§ **WHAT THE EXERCISE ASKS**
Only the number is wanted: how many lines below contain "section"?

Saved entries
----

use std::borrow::Cow;
use std::fmt;

use crate::errors::Result;
use crate::packet::events::{Event, Sink};
use crate::packet::parse::Parser;
use crate::packet::reader::Source;
use crate::types::Tag;
use crate::util::write_packet_header;

/// User ID packet: a free-form byte sequence, conventionally UTF-8.
/// Ref: https://tools.ietf.org/html/rfc4880.html#section-5.11
///
/// The exact wire bytes are kept because certification hashing runs over
/// them; display goes through a lossy conversion.
#[derive(PartialEq, Eq, Clone)]
pub struct UserId {
    raw: Vec<u8>,
}

impl UserId {
    pub fn from_bytes(raw: impl Into<Vec<u8>>) -> Self {
        UserId { raw: raw.into() }
    }

    pub fn as_bytes(&self) -> &[u8] {
        &self.raw
    }

    pub fn as_str_lossy(&self) -> Cow<'_, str> {
        String::from_utf8_lossy(&self.raw)
    }

    /// The complete user id packet, new format framing.
    pub fn to_packet_bytes(&self) -> Vec<u8> {
        let mut buf = Vec::with_capacity(2 + self.raw.len());
        write_packet_header(&mut buf, Tag::UserId as u8, self.raw.len());
        buf.extend_from_slice(&self.raw);
        buf
    }
}

impl From<&str> for UserId {
    fn from(id: &str) -> Self {
        UserId::from_bytes(id.as_bytes())
    }
}

impl From<String> for UserId {
    fn from(id: String) -> Self {
        UserId::from_bytes(id.into_bytes())
    }
}

impl fmt::Display for UserId {
    fn fmt(&self, f: &mut fmt::Formatter<'_>) -> fmt::Result {
        write!(f, "{}", self.as_str_lossy())
    }
}

impl fmt::Debug for UserId {
    fn fmt(&self, f: &mut fmt::Formatter<'_>) -> fmt::Result {
        write!(f, "UserId({:?})", self.as_str_lossy())
    }
}

impl<'a, R: Source, S: Sink> Parser<'a, R, S> {
    /// Parse a user id packet: the entire region, as-is.
    /// Ref: https://tools.ietf.org/html/rfc4880.html#section-5.11
    pub(crate) fn parse_user_id(&mut self) -> Result<()> {
        let raw = match self.regions.current().and_then(|region| region.limit()) {
            Some(len) => {
                let mut buf = vec![0u8; len as usize];
                if !buf.is_empty() {
                    self.limited_read(&mut buf)?;
                }
                buf
            }
            // indeterminate length: the packet runs to the end of the stream
            None => self.read_to_eof()?,
        };

        self.emit(Event::UserId(UserId::from_bytes(raw)));
        Ok(())
    }
}

#[cfg(test)]
mod tests {
    use super::*;

    #[test]
    fn test_lossy_display() {
        let id = UserId::from_bytes(vec![0x41, 0xff, 0x42]);
        assert_eq!(id.as_str_lossy(), "A\u{fffd}B");
        assert_eq!(id.as_bytes(), &[0x41, 0xff, 0x42]);
    }

    #[test]
    fn test_to_packet_bytes() {
        let id = UserId::from("Alice");
        assert_eq!(id.to_packet_bytes(), b"\xcd\x05Alice".to_vec());
    }
}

----

§ **ANSWER TO THIS EXERCISE**
2